VENEZUELA
A Drizzle, then a Storm
Venezuela hasn’t bottomed out just yet – but it’s close.
Last week, the country failed to make about $280 million in loan repayments, triggering Standard & Poor’s to categorize Venezuela as a nation in “selective default,” the Washington Post reported.
That’s just a fancy way to say it’s broke.
“This is the first drizzle in a huge thunderstorm,” Jose L. Valera, an international energy lawyer, told the New York Times. “The whole country of Venezuela is bankrupt.”
Venezuela’s rapid decline over the past 20 years from the rich man of South America to one of the world’s most troubled economies is a tale of two factors, tanking oil prices and excess government spending, writes Henkel Garcia U., a financial instructor at Venezuela’s Andres Bello Catholic University, for the Conversation.
It’s a deadly combination for a country whose economy depends on the oil business. Since 2006, the nation’s debt has increased nearly ten-fold, and inflation is expected to rise to 2,300 percent in 2018, CNN Money reported.
Venezuela’s economic crisis was only exacerbated by the nation’s political one. Hugo Chavez and his successor, current President Nicolas Maduro, chipped away at Venezuela’s last vestiges of democracy by consolidating power, fixing elections and silencing defectors, the Wall Street Journal reported.
This summer, Maduro moved to rewrite the nation’s constitution to dissolve any formal institutions that may stand in his way, something citizens have described as embodying the “worst style of Mussolini and Hitler.”
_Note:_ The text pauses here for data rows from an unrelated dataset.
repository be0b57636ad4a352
pub mod config;
pub mod logging;
pub mod security;
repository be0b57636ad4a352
use std::sync::Arc;

use tracing::{info, instrument, warn};

use crate::data::session_repository::SessionRepository;
use crate::data::user_repository::UserRepository;
use crate::domain::error::DomainError;
use crate::domain::session::Session;
use crate::domain::user::{SignupForm, User, UserProfile, normalize_email};
use crate::infrastructure::security::{hash_password, password_matches};

/// Signup, login and the persisted current-session pointer.
pub struct AccountService<R: UserRepository + 'static, S: SessionRepository + 'static> {
    users: Arc<R>,
    sessions: Arc<S>,
}

impl<R: UserRepository + 'static, S: SessionRepository + 'static> Clone for AccountService<R, S> {
    fn clone(&self) -> Self {
        Self {
            users: Arc::clone(&self.users),
            sessions: Arc::clone(&self.sessions),
        }
    }
}

impl<R, S> AccountService<R, S>
where
    R: UserRepository + 'static,
    S: SessionRepository + 'static,
{
    pub fn new(users: Arc<R>, sessions: Arc<S>) -> Self {
        Self { users, sessions }
    }

    #[instrument(skip(self, form), fields(email = %form.email))]
    pub async fn create_account(&self, form: SignupForm) -> Result<UserProfile, DomainError> {
        form.validate()?;

        let hash = hash_password(&form.password)?;
        let user = User::new(
            form.name.trim().to_string(),
            form.email,
            form.phone.trim().to_string(),
            hash,
            form.profile_pic,
        );
        let user = self.users.create(user).await?;
        Ok(user.profile())
    }

    /// Checks credentials and, on success only, stores the new session.
    #[instrument(skip(self, password))]
    pub async fn authenticate(&self, email: &str, password: &str) -> Result<Session, DomainError> {
        let email = normalize_email(email);
        let user = self
            .users
            .find_by_email(&email)
            .await?
            .ok_or_else(|| DomainError::UserNotFound(email.clone()))?;

        if !password_matches(password, &user.password_hash) {
            warn!(email = %email, "login rejected");
            return Err(DomainError::InvalidCredentials);
        }

        let session = Session::new(&user);
        self.sessions.save(&session).await?;
        info!(email = %email, "logged in");
        Ok(session)
    }

    pub async fn current_session(&self) -> Result<Option<Session>, DomainError> {
        self.sessions.load().await
    }

    /// The current session, or `Forbidden` when nobody is logged in.
    pub async fn require_session(&self) -> Result<Session, DomainError> {
        self.current_session()
            .await?
            .ok_or_else(|| DomainError::Forbidden("please log in first".into()))
    }

    #[instrument(skip(self))]
    pub async fn clear_session(&self) -> Result<(), DomainError> {
        self.sessions.clear().await
    }

    pub async fn get_user(&self, email: &str) -> Result<UserProfile, DomainError> {
        self.users
            .find_by_email(email)
            .await?
            .map(|user| user.profile())
            .ok_or_else(|| DomainError::UserNotFound(normalize_email(email)))
    }
}
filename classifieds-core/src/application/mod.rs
pub mod account_service;
pub mod ad_service;
pub mod context;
Both the EU and the United States have sanctioned and embargoedMaduro and his henchmen in attempts to buckle the regime through economic pressure. But with Russia and China – Caracas’s largest foreign backers – allowing Maduro’s regime breathing room in its debt repayments, a new lifeline has been extended, the Wall Street Journal reported.
The question now is how long the regime can endure.
The nation’s dire economic situation has caused Caracas to cut the nation’s imports of vital food and medicinal supplies. As a result, 54 percent of children are malnourished and curable illnesses are metastasizing into deadly diseases, CNN reported.
“It really hurts knowing that you bring your son (to the hospital) for one thing, he gets worse from others, then you get him back in a box,” said Sandra Galindez, whose son died recently in a poorly equipped hospital in Caracas.
For now the military, which remains loyal to Maduro, is preventing restless citizens from ousting him, writes Ozan Varol for the Washington Post.
But with wages slashed even within their own ranks, a coup may be imminent – either pushing this crippled nation over the brink, or ushering in a new era of democracy, Varol opined.
“The Venezuelan military is the levee that’s keeping the democratic movement at bay to protect the Maduro regime,” wrote Varol. “Only if the military breaks can the river of democracy jump the banks.”
That’s highly likely. As the government starves its people, and there is no chance of comeback – because of no change in policy – desperation will only grow.
And that leaves people who already have little with even less to lose.